I once prayed for a job, any job. After 50 applications submitted, not one prospective employer called me. When I called and followed up on the applications, none brought me in for an interview. Once I finally did get a job (by walking into a business and refusing to fill out an application without meeting with and speaking at length with the manager) I was happy to work whenever and however.
However and whenever meant 7 day work weeks. And the wear of 7 day work weeks took its toll early. For nearly 8 years I prayed for the day that I wouldn’t have to work 7 days per week. Soon 6 became 5. Then 5 gave way to 4. Last, 4 yielded to 3.5. To be fair, in those 3.5 I still log over 40 hours. But, no budgets, bosses, commutes.
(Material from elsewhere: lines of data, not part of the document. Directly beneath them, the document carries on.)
use std::fmt;

use chrono::{Datelike, Local};
use models::{DashboardSettings, FinancialReport, InventoryReport, ReportPeriod, SalesReport};
use serde::Serialize;

/// The user-selected report filters. Changing either triggers a batch.
#[derive(Debug, Clone, Copy, PartialEq, Eq, Serialize)]
pub struct Filters {
    pub period: ReportPeriod,
    pub year: i32,
}

impl Filters {
    pub fn new(period: ReportPeriod, year: i32) -> Self {
        Self { period, year }
    }

    /// Monthly reports for the current calendar year.
    pub fn current() -> Self {
        Self::new(ReportPeriod::default(), Local::now().year())
    }

    pub fn from_settings(settings: &DashboardSettings) -> Self {
        Self::new(
            settings.initial_period,
            settings.initial_year.unwrap_or_else(|| Local::now().year()),
        )
    }
}

#[derive(Debug, Clone, Copy, Default, PartialEq, Eq, Serialize)]
#[serde(rename_all = "lowercase")]
pub enum BatchPhase {
    #[default]
    Idle,
    Loading,
    /// Every request of the latest batch reached the server.
    Settled,
    /// The latest batch hit at least one transport error.
    Failed,
}

#[derive(Debug, Clone, Copy, PartialEq, Eq)]
pub enum Slot {
    Sales,
    Inventory,
    Financial,
}

impl fmt::Display for Slot {
    fn fmt(&self, f: &mut fmt::Formatter<'_>) -> fmt::Result {
        f.write_str(match self {
            Slot::Sales => "sales",
            Slot::Inventory => "inventory",
            Slot::Financial => "financial",
        })
    }
}

/// Filters, the three report slots and the loading gate.
#[derive(Debug, Clone, PartialEq)]
pub struct DashboardState {
    pub filters: Filters,
    pub sales: Option<SalesReport>,
    pub inventory: Option<InventoryReport>,
    pub financial: Option<FinancialReport>,
    pub loading: bool,
    pub phase: BatchPhase,
}

impl DashboardState {
    pub fn new(filters: Filters) -> Self {
        Self {
            filters,
            sales: None,
            inventory: None,
            financial: None,
            loading: false,
            phase: BatchPhase::Idle,
        }
    }
}

/// What one request of a batch did to its slot.
#[derive(Debug, Clone, PartialEq, Eq)]
pub enum SlotOutcome {
    Updated,
    /// `success: false`; the slot keeps its value.
    Unchanged,
    /// Transport error; the slot keeps its value.
    Failed(String),
    /// The batch was superseded before it settled.
    Discarded,
}

#[derive(Debug, Clone, Copy, PartialEq, Eq)]
pub enum BatchOutcome {
    Settled,
    Failed,
    Superseded,
}

#[derive(Debug, Clone, PartialEq, Eq)]
pub struct BatchReport {
    pub sequence: u64,
    pub filters: Filters,
    pub outcome: BatchOutcome,
    pub sales: SlotOutcome,
    pub inventory: SlotOutcome,
    pub financial: SlotOutcome,
}

impl BatchReport {
    pub fn failures(&self) -> usize {
        [&self.sales, &self.inventory, &self.financial]
            .into_iter()
            .filter(|outcome| matches!(outcome, SlotOutcome::Failed(_)))
            .count()
    }
}

#[cfg(test)]
mod tests {
    use super::*;

    #[test]
    fn filters_from_settings_use_the_configured_year() {
        let settings = DashboardSettings {
            initial_period: ReportPeriod::Yearly,
            initial_year: Some(2024),
            placeholders: true,
        };
        assert_eq!(
            Filters::from_settings(&settings),
            Filters::new(ReportPeriod::Yearly, 2024)
        );
    }

    #[test]
    fn filters_default_to_this_year() {
        let filters = Filters::from_settings(&DashboardSettings::default());
        assert_eq!(filters.year, Local::now().year());
        assert_eq!(filters.period, ReportPeriod::Monthly);
    }

    #[test]
    fn new_state_is_idle_and_empty() {
        let state = DashboardState::new(Filters::current());
        assert_eq!(state.phase, BatchPhase::Idle);
        assert!(!state.loading);
        assert!(state.sales.is_none() && state.inventory.is_none() && state.financial.is_none());
    }
}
Of my 130 waking hours each week, 90 are free and mostly with family. I could have taken that 90 and given 45 more to work EASILY. An 85 to 100 hour work week used to be typical for me. Nowadays, it would mean an additional amount of income which sounds absurd to most people. But instead of collecting mountains of gold for the past 8 years, I’m content to be with my kids every single day.
The number of leads and amount of business I’ve turned away in just the past 3 years would make people physically ill if they heard me put the number on it. If I would’ve simply kept working the way I used to, I could have lots of homes and cars and planes. But I didn’t pray for those things. I prayed for these things. I made a trade to be present for my family and care for my own health. And I’m thankful for it.
We perform many trades in life. As we trade away one future, we realize another one. We prayed for this. There are two ways to view that sum total of our trades: grateful or ungrateful.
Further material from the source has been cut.